# Knots breaking



## Cuda (Sep 18, 2006)

I am experiencing a lot of broken / snapped knots with my mono leaders that I am tying to my doubled braid main line. It seems that the braid must be cutting into the thicker mono when I am getting snagged and applying minimal sort of strain on the line as the double is remaining intact. 
I am using an Albright knot to join the two lines, but must be doing something wrong as this is happening all the time. Braid is 15 kilo and the mono leader is 27 kilo. Should I drop down my leader to 15 kilo too?
I am careful to ensure that the knots are pulled tight when tied so they shouldn't be slipping - I think :roll: 
Any suggestions folks


----------



## Peril (Sep 5, 2005)

This may sound like a stupid question, but are you tying the braid onto the mono or the mono onto the braid. The albright is designed to tie a thin line onto a thick line, so you have to tie the braid onto a loop formed in the mono


----------



## Cuda (Sep 18, 2006)

That's not a stupid question Peril, I understand what you are saying. I just went into the site that shows how to tie the knot and I didn't pay attention when I first looked at the animation of the knot  
So I am the stupid one and will tie the knot the right way now :x 
I take it that it doesn't matter if the braid is doubled, you just tie the knot as specified by looping the braid around the thicker mono eh :?:


----------



## Peril (Sep 5, 2005)

I don't see any point in the double unless you have a long one to protect against abrasion


----------



## Dodge (Oct 12, 2005)

Mark after using an Albright for a long while I saw reference to the Surgeons Join on the Berkley SP DVD as in this link, but you have to use 5-6 turns using braid according to the DVD.

Have found it can be tied easily [including on the yak] and worth looking at mate, and may solve your problem

http://www.animatedknots.com/surgeonsjo ... g&Website=


----------



## Cuda (Sep 18, 2006)

Onya Richo, you're most helpful as always mate 
Peril - you're probably right, a mug fisho like me should keep it simple :lol:


----------



## wolfy (Apr 27, 2007)

Remember that braid and fused are different, but we tend to call it all braid.

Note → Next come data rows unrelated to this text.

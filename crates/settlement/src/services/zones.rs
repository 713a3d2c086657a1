//! Delivery zone directory trait and in-memory implementation.

use std::collections::HashMap;
use std::path::Path;
use std::sync::Arc;

use async_trait::async_trait;
use domain::{GeoPoint, Money};
use serde::{Deserialize, Serialize};
use tokio::sync::RwLock;

use crate::error::SettlementError;

#[derive(Debug, Clone, Copy, PartialEq, Eq, Serialize, Deserialize)]
#[serde(rename_all = "SCREAMING_SNAKE_CASE")]
pub enum ZoneStatus {
    Active,
    Inactive,
}

/// A service area with its delivery fee.
#[derive(Debug, Clone, PartialEq, Serialize, Deserialize)]
pub struct DeliveryZone {
    pub id: String,
    #[serde(default)]
    pub name: String,
    pub status: ZoneStatus,
    pub delivery_fee: Money,
    /// Boundary vertices in order; the ring is closed implicitly.
    pub polygon: Vec<GeoPoint>,
}

impl DeliveryZone {
    pub fn is_active(&self) -> bool {
        self.status == ZoneStatus::Active
    }

    /// Even-odd ray casting over the boundary. Points on an edge may fall
    /// either way.
    pub fn contains(&self, point: GeoPoint) -> bool {
        let vertices = &self.polygon;
        if vertices.len() < 3 {
            return false;
        }

        let mut inside = false;
        let mut j = vertices.len() - 1;
        for i in 0..vertices.len() {
            let (a, b) = (vertices[i], vertices[j]);
            if (a.lat > point.lat) != (b.lat > point.lat) {
                let crossing = (b.lng - a.lng) * (point.lat - a.lat) / (b.lat - a.lat) + a.lng;
                if point.lng < crossing {
                    inside = !inside;
                }
            }
            j = i;
        }
        inside
    }
}

/// Trait for looking up delivery zones.
#[async_trait]
pub trait ZoneDirectory: Send + Sync {
    async fn get_zone(&self, zone_id: &str) -> Result<Option<DeliveryZone>, SettlementError>;

    /// Active zones, i.e. the area currently served.
    async fn served_zones(&self) -> Result<Vec<DeliveryZone>, SettlementError>;
}

/// Zones held in memory, usually loaded from a JSON file at startup.
#[derive(Debug, Clone, Default)]
pub struct InMemoryZoneDirectory {
    zones: Arc<RwLock<HashMap<String, DeliveryZone>>>,
}

impl InMemoryZoneDirectory {
    pub fn new(zones: impl IntoIterator<Item = DeliveryZone>) -> Self {
        let zones = zones.into_iter().map(|z| (z.id.clone(), z)).collect();
        Self {
            zones: Arc::new(RwLock::new(zones)),
        }
    }

    /// Parses a JSON array of zones.
    pub fn from_json(json: &str) -> Result<Self, SettlementError> {
        let zones: Vec<DeliveryZone> = serde_json::from_str(json)
            .map_err(|e| SettlementError::Configuration(format!("invalid zones: {e}")))?;
        Ok(Self::new(zones))
    }

    pub async fn from_file(path: impl AsRef<Path>) -> Result<Self, SettlementError> {
        let path = path.as_ref();
        let json = tokio::fs::read_to_string(path).await.map_err(|e| {
            SettlementError::Configuration(format!("cannot read {}: {e}", path.display()))
        })?;
        let directory = Self::from_json(&json)?;
        tracing::info!(path = %path.display(), zones = directory.len().await, "zones loaded");
        Ok(directory)
    }

    pub async fn upsert(&self, zone: DeliveryZone) {
        self.zones.write().await.insert(zone.id.clone(), zone);
    }

    pub async fn len(&self) -> usize {
        self.zones.read().await.len()
    }

    pub async fn is_empty(&self) -> bool {
        self.zones.read().await.is_empty()
    }
}

#[async_trait]
impl ZoneDirectory for InMemoryZoneDirectory {
    async fn get_zone(&self, zone_id: &str) -> Result<Option<DeliveryZone>, SettlementError> {
        Ok(self.zones.read().await.get(zone_id).cloned())
    }

    async fn served_zones(&self) -> Result<Vec<DeliveryZone>, SettlementError> {
        let mut zones: Vec<_> = self
            .zones
            .read()
            .await
            .values()
            .filter(|z| z.is_active())
            .cloned()
            .collect();
        zones.sort_by(|a, b| a.id.cmp(&b.id));
        Ok(zones)
    }
}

"Fireline" etc is fused gelspun... real braided line will need a bimini double to tie a leader on, it's a pain in the butt. Anything else will slip.


----------



## spooled1 (Sep 16, 2005)

Rather than pulling tight on a finger pull. Test it out properly on a nail driven into a post. Just attach a good quality crane snap swivel and keep locking up the drag as you walk backwards.

With a 60lb leader on 30lb braid you should be getting a really solid connection on the double. I use a freaky knot that wraps inside the double but can't explain it.

I fully support the use a double.


----------



## Billybob (Aug 29, 2005)

Cuda, I had the same problem a while ago when I moved from mono to braid.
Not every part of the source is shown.